Record extracts

//! Operation execution inside one unit of work.
//!
//! The engine runs validated operations strictly in document order: later
//! operations may rely on the side effects of earlier ones. Any failure
//! rolls the whole request back, including operations that individually
//! succeeded earlier in the list.
//!
//! Grouped mode batches consecutive runs of same-type adds and removes into
//! bulk handler calls. Batching only changes call granularity; the result
//! list keeps the exact order sequential mode would produce.

use log::{debug, error};
use serde_json::Value;

use crate::error::{AtomicError, ErrorObject, HandlerError};
use crate::handler::ResourceHandler;
use crate::operation::{Operation, OperationKind};
use crate::resource::Resource;
use crate::schema::ValidationMode;
use crate::server::{AtomicServer, ExecutionMode};
use crate::store::UnitOfWork;

/// Per-request execution state: the correlation id plus the accumulated
/// per-operation results.
#[derive(Debug)]
struct ExecutionContext {
    request_id: String,
    results: Vec<Value>,
}

impl ExecutionContext {
    fn new(request_id: &str) -> Self {
        Self {
            request_id: request_id.to_string(),
            results: Vec::new(),
        }
    }
}

impl<U: UnitOfWork> AtomicServer<U> {
    /// Execute normalized operations inside one transaction.
    ///
    /// Returns the serialized resource representations in document order;
    /// removes contribute no entry. On any failure the unit of work is
    /// rolled back and the first error is returned. `request_id` is the
    /// correlation id carried through log output.
    pub async fn execute(
        &self,
        operations: &[Operation],
        request_id: &str,
    ) -> Result<Vec<Value>, AtomicError> {
        if operations.is_empty() {
            return Ok(Vec::new());
        }

        self.unit_of_work.begin().await.map_err(|err| {
            AtomicError::internal(format!("failed to open transaction: {err}"))
        })?;
        debug!(
            "Opened transaction for {} operation(s) (request: '{request_id}')",
            operations.len()
        );

        let mut context = ExecutionContext::new(request_id);
        let outcome = match self.mode {
            ExecutionMode::Sequential => self.run_sequential(operations, &mut context).await,
            ExecutionMode::Grouped => self.run_grouped(operations, &mut context).await,
        };

        match outcome {
            Ok(()) => {
                self.unit_of_work.commit().await.map_err(|err| {
                    AtomicError::internal(format!("failed to commit transaction: {err}"))
                })?;
                debug!(
                    "Committed {} operation(s) (request: '{request_id}')",
                    operations.len()
                );
                Ok(context.results)
            }
            Err(failure) => {
                debug!("Rolling back after failure: {failure} (request: '{request_id}')");
                if let Err(rollback_error) = self.unit_of_work.rollback().await {
                    // The original failure stays authoritative; the broken
                    // rollback is only logged.
                    error!("Rollback failed: {rollback_error} (request: '{request_id}')");
                }
                Err(failure)
            }
        }
    }

    async fn run_sequential(
        &self,
        operations: &[Operation],
        context: &mut ExecutionContext,
    ) -> Result<(), AtomicError> {
        for (index, operation) in operations.iter().enumerate() {
            self.apply_one(index, operation, context).await?;
        }
        Ok(())
    }

    async fn run_grouped(
        &self,
        operations: &[Operation],
        context: &mut ExecutionContext,
    ) -> Result<(), AtomicError> {
        let mut start = 0;
        while start < operations.len() {
            let mut end = start + 1;
            while end < operations.len() && operations[start].same_run(&operations[end]) {
                end += 1;
            }
            let run = &operations[start..end];
            match run[0].kind {
                OperationKind::Add => self.add_run(start, run, context).await?,
                OperationKind::Remove => self.remove_run(start, run, context).await?,
                // A batch update cannot assume a uniform set of changed
                // fields across instances, so updates run one at a time.
                OperationKind::Update | OperationKind::UpdateRelationship => {
                    for (offset, operation) in run.iter().enumerate() {
                        self.apply_one(start + offset, operation, context).await?;
                    }
                }
            }
            start = end;
        }
        Ok(())
    }

    async fn apply_one(
        &self,
        index: usize,
        operation: &Operation,
        context: &mut ExecutionContext,
    ) -> Result<(), AtomicError> {
        let handler = self
            .registry
            .resolve(operation.kind, &operation.resource_type)?;

        match operation.kind {
            OperationKind::Add => {
                schema_check(handler.as_ref(), index, operation, ValidationMode::Full)?;
                let resource = handler
                    .create(operation)
                    .await
                    .map_err(|err| handler_failure(index, err))?;
                debug!(
                    "Created {} `{}` (request: '{}')",
                    operation.resource_type, resource.id, context.request_id
                );
                context.results.push(handler.serialize(&resource));
            }
            OperationKind::Update | OperationKind::UpdateRelationship => {
                let target = load_target(handler.as_ref(), index, operation).await?;
                schema_check(handler.as_ref(), index, operation, ValidationMode::Partial)?;
                let resource = handler
                    .apply(target, operation)
                    .await
                    .map_err(|err| handler_failure(index, err))?;
                debug!(
                    "Updated {} `{}` (request: '{}')",
                    operation.resource_type, resource.id, context.request_id
                );
                context.results.push(handler.serialize(&resource));
            }
            OperationKind::Remove => {
                let target = load_target(handler.as_ref(), index, operation).await?;
                let id = target.id.clone();
                handler
                    .remove(target)
                    .await
                    .map_err(|err| handler_failure(index, err))?;
                debug!(
                    "Removed {} `{}` (request: '{}')",
                    operation.resource_type, id, context.request_id
                );
            }
        }
        Ok(())
    }

    /// Validate then persist a run of adds through one bulk-create call.
    async fn add_run(
        &self,
        start: usize,
        run: &[Operation],
        context: &mut ExecutionContext,
    ) -> Result<(), AtomicError> {
        let handler = self
            .registry
            .resolve(OperationKind::Add, &run[0].resource_type)?;
        for (offset, operation) in run.iter().enumerate() {
            schema_check(handler.as_ref(), start + offset, operation, ValidationMode::Full)?;
        }

        let resources = handler
            .create_many(run)
            .await
            // A bulk failure cannot name the exact row; it is attributed to
            // the run's first operation.
            .map_err(|err| handler_failure(start, err))?;
        debug!(
            "Created {} {} resource(s) in one batch (request: '{}')",
            resources.len(),
            run[0].resource_type,
            context.request_id
        );

        for resource in &resources {
            context.results.push(handler.serialize(resource));
        }
        Ok(())
    }

    /// Load every target of a run of removes, then delete them through one
    /// bulk-delete call.
    async fn remove_run(
        &self,
        start: usize,
        run: &[Operation],
        context: &mut ExecutionContext,
    ) -> Result<(), AtomicError> {
        let handler = self
            .registry
            .resolve(OperationKind::Remove, &run[0].resource_type)?;

        let mut ids = Vec::with_capacity(run.len());
        for (offset, operation) in run.iter().enumerate() {
            let target = load_target(handler.as_ref(), start + offset, operation).await?;
            ids.push(target.id);
        }

        handler
            .remove_many(&ids)
            .await
            .map_err(|err| handler_failure(start, err))?;
        debug!(
            "Removed {} {} resource(s) in one batch (request: '{}')",
            ids.len(),
            run[0].resource_type,
            context.request_id
        );
        Ok(())
    }
}

/// Load the resource an update or remove addresses, in a domain error when
/// it is not stored.
async fn load_target(
    handler: &dyn ResourceHandler,
    index: usize,
    operation: &Operation,
) -> Result<Resource, AtomicError> {
    let Some(id) = operation.id.as_deref() else {
        // Normalization guarantees an id for updates and removes.
        return Err(AtomicError::internal(format!(
            "operation {index} carries no target id"
        )));
    };
    match handler.load(id).await {
        Ok(Some(resource)) => Ok(resource),
        Ok(None) => Err(AtomicError::object_does_not_exist(index, id)),
        Err(err) => Err(handler_failure(index, err)),
    }
}

/// Check the operation's data against the handler's schema. Only the first
/// violation is reported.
fn schema_check(
    handler: &dyn ResourceHandler,
    index: usize,
    operation: &Operation,
    mode: ValidationMode,
) -> Result<(), AtomicError> {
    handler.validate(operation, mode).map_err(|errors| {
        let first = errors
            .into_iter()
            .next()
            .unwrap_or_else(ErrorObject::internal_error);
        AtomicError::Rejected {
            index,
            error: first.at_operation(index),
        }
    })
}

/// Map a handler failure onto the engine error for the operation at `index`,
/// rebasing rejection pointers onto the document.
fn handler_failure(index: usize, error: HandlerError) -> AtomicError {
    match error {
        HandlerError::Rejected(object) => AtomicError::Rejected {
            index,
            error: object.at_operation(index),
        },
        HandlerError::Storage { message } => AtomicError::internal(message),
    }
}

What you have to do
If a line of the records above includes the word "Full", count it; state the final number with no other words.

Written response
2